If we are unable to consummate an initial business combination and are forced to redeem 100% of our outstanding public shares for a portion of the funds held in the trust account, we anticipate notifying the trustee of the trust account to begin liquidating such assets promptly after such date and anticipate it will take no more than 10 business days to effectuate the redemption of our public shares. Our insiders have waived their rights to participate in any redemption with respect to their insider shares. We will pay the costs of any subsequent liquidation from our remaining assets outside of the trust account. If such funds are insufficient, our insiders have agreed to pay the funds necessary to complete such liquidation (currently anticipated to be no more than approximately $15,000) and have agreed not to seek repayment of such expenses. Each holder of public shares will receive a full pro rata portion of the amount then in the trust account, plus any pro rata interest earned on the funds held in the trust account and not previously released to us or necessary to pay our taxes. The proceeds deposited in the trust account could, however, become subject to claims of our creditors that are in preference to the claims of public stockholders.

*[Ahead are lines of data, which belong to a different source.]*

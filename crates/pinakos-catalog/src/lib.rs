//! Pinakos catalog — the domain model and its in-process store.
//!
//! The catalog holds artworks and the entities they reference (people,
//! keywords, locations, materials), plus user-facing albums with share
//! permissions. Persistence is out of scope; the store is a thread-safe
//! in-memory repository behind [`CatalogStore`].
//!
//! Every mutation that can feed an artwork's search text emits a
//! [`CatalogEvent`] into a fire-and-forget queue. The search crate's
//! indexer drains that queue and recomputes the affected search vectors
//! asynchronously; staleness between an edit and the reindex is tolerated.

pub mod albums;
pub mod model;
pub mod store;

pub use albums::{Album, AlbumPermission, PermissionsRelation};
pub use model::{Artwork, Material, Person, User};
pub use store::{CatalogEvent, CatalogStore};
//! API error envelope.
//!
//! Every error crossing the HTTP boundary becomes
//! `{"detail": "<message>"}` with the status code determined by the
//! error's category.

use axum::Json;
use axum::http::StatusCode;
use axum::response::{IntoResponse, Response};
use pinakos_core::Error;
use serde_json::json;

/// Result alias for handlers.
pub type ApiResult<T> = std::result::Result<T, ApiError>;

/// Wrapper turning a [`pinakos_core::Error`] into an HTTP response.
#[derive(Debug)]
pub struct ApiError(pub Error);

impl From<Error> for ApiError {
    fn from(error: Error) -> Self {
        Self(error)
    }
}

impl IntoResponse for ApiError {
    fn into_response(self) -> Response {
        let status = match &self.0 {
            Error::Validation(_) => StatusCode::BAD_REQUEST,
            Error::NotFound { .. } => StatusCode::NOT_FOUND,
            Error::PermissionDenied(_) => StatusCode::FORBIDDEN,
            _ => StatusCode::INTERNAL_SERVER_ERROR,
        };

        if status == StatusCode::INTERNAL_SERVER_ERROR {
            log::error!("internal error: {}", self.0);
        }

        (status, Json(json!({ "detail": self.0.to_string() }))).into_response()
    }
}

// ============================================================================
// Tests
// ============================================================================

#[cfg(test)]
mod tests {
    use super::*;

    #[test]
    fn test_status_mapping() {
        let response = ApiError(Error::validation("bad")).into_response();
        assert_eq!(response.status(), StatusCode::BAD_REQUEST);

        let response = ApiError(Error::not_found("album", 3)).into_response();
        assert_eq!(response.status(), StatusCode::NOT_FOUND);

        let response = ApiError(Error::permission("no")).into_response();
        assert_eq!(response.status(), StatusCode::FORBIDDEN);
    }
}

Our public stockholders shall be entitled to receive funds from the trust account only in the event of our failure to complete our initial business combination in the required time period or if the stockholders seek to have us convert their respective shares of common stock upon a business combination which is actually completed by us. In no other circumstances shall a stockholder have any right or interest of any kind to or in the trust account.
If we are forced to file a bankruptcy case or an involuntary bankruptcy case is filed against us which is not dismissed, the proceeds held in the trust account could be subject to applicable bankruptcy law, and may be included in our bankruptcy estate and subject to the claims of third parties with priority over the claims of our stockholders. To the extent any bankruptcy claims deplete the trust account, the per share redemption or conversion amount received by public stockholders may be less than $10.00.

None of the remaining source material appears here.